--- Raw data ---
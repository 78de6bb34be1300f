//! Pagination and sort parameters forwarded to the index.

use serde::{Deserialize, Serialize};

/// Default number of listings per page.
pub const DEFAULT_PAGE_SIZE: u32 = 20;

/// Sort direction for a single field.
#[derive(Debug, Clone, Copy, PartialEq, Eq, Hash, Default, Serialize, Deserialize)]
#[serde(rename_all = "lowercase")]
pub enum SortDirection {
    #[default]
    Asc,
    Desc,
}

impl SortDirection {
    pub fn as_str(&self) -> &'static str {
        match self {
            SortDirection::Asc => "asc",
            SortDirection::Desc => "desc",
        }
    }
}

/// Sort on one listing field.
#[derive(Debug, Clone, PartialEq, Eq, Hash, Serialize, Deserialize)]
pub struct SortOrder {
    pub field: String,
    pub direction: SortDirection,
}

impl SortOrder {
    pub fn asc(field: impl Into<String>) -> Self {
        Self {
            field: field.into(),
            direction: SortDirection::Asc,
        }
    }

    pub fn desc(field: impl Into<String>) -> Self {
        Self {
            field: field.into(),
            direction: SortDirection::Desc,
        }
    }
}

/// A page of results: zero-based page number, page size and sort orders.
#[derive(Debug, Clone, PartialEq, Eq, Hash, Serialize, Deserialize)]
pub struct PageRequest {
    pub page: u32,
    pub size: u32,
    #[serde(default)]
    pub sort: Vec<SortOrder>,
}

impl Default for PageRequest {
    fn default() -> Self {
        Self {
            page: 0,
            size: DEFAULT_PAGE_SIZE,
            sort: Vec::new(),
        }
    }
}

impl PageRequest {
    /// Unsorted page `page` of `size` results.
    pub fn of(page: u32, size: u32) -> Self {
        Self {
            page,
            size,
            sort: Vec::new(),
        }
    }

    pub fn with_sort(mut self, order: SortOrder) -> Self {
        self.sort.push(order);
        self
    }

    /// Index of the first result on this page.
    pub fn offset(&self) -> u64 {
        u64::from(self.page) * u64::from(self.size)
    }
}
---
--- Raw data ---
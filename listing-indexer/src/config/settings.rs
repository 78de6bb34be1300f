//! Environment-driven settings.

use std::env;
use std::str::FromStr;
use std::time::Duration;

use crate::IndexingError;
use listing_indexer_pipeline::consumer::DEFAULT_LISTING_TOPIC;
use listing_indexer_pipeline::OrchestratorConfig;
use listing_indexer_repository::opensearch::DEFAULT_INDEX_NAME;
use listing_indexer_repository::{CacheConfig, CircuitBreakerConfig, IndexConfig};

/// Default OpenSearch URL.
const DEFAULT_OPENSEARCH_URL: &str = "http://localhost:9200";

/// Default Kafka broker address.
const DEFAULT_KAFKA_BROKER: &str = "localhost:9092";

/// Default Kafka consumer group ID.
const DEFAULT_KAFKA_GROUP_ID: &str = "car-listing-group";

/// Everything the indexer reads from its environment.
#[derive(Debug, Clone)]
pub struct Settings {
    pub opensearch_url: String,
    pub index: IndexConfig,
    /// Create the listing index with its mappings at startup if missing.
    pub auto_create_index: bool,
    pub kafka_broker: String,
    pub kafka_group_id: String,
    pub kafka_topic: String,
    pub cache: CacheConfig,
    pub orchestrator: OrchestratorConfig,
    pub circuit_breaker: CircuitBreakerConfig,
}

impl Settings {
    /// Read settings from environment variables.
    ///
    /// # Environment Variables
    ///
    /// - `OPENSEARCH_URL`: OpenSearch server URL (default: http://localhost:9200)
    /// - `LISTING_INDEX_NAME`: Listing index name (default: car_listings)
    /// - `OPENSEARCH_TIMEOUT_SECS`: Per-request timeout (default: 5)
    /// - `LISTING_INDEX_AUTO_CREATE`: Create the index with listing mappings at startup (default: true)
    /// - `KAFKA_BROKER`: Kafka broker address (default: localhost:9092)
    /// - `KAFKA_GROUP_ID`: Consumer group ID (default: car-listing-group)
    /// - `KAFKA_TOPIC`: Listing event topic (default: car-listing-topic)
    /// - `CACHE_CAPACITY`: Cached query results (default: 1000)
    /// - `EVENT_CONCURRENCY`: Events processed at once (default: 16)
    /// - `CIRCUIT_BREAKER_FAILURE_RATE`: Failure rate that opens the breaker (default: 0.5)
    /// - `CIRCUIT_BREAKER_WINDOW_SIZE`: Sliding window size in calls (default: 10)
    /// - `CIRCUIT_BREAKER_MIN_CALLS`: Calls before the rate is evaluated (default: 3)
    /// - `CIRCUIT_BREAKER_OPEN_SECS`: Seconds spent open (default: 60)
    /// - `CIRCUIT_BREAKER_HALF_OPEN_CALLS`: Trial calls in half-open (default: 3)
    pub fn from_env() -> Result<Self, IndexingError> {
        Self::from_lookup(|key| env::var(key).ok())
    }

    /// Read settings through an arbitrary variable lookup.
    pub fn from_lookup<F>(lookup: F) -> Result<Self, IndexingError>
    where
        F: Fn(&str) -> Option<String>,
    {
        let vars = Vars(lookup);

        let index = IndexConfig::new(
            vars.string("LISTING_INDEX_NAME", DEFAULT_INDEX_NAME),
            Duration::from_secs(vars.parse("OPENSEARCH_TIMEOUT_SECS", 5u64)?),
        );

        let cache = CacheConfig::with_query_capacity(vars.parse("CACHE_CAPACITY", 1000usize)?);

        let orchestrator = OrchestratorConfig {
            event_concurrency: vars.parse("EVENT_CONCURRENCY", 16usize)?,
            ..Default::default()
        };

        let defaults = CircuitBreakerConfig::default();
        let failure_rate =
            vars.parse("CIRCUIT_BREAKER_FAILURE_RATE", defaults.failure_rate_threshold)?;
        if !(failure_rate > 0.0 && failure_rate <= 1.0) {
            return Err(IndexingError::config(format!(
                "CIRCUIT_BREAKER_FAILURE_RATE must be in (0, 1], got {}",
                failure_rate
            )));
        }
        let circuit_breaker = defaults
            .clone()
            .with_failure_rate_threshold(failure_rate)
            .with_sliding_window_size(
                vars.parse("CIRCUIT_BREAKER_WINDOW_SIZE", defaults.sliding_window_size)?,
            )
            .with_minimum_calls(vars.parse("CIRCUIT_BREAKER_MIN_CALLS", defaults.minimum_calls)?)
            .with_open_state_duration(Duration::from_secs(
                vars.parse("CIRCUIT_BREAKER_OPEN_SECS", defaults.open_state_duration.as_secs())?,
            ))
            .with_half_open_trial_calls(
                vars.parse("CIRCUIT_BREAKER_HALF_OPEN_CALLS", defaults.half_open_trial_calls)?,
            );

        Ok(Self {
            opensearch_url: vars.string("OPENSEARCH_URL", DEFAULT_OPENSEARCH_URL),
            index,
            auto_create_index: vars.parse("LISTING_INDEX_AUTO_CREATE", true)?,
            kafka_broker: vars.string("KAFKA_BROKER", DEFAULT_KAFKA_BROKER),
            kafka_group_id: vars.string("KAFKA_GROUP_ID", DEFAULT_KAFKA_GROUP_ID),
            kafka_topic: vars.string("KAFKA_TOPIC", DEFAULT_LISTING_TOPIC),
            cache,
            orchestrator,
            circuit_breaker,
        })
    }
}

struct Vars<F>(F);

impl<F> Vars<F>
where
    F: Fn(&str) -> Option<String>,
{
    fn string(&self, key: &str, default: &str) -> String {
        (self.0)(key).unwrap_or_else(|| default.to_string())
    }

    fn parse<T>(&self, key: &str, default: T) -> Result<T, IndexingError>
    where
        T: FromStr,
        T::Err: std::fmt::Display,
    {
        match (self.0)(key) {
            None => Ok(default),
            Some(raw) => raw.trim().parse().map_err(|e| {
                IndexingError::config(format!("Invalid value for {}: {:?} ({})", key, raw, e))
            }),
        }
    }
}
---
# What you are asked to do
All lines in the records above with "field" need to be found and copied.

# Output
/// Sort direction for a single field.
/// Sort on one listing field.
    pub field: String,
    pub fn asc(field: impl Into<String>) -> Self {
            field: field.into(),
    pub fn desc(field: impl Into<String>) -> Self {
            field: field.into(),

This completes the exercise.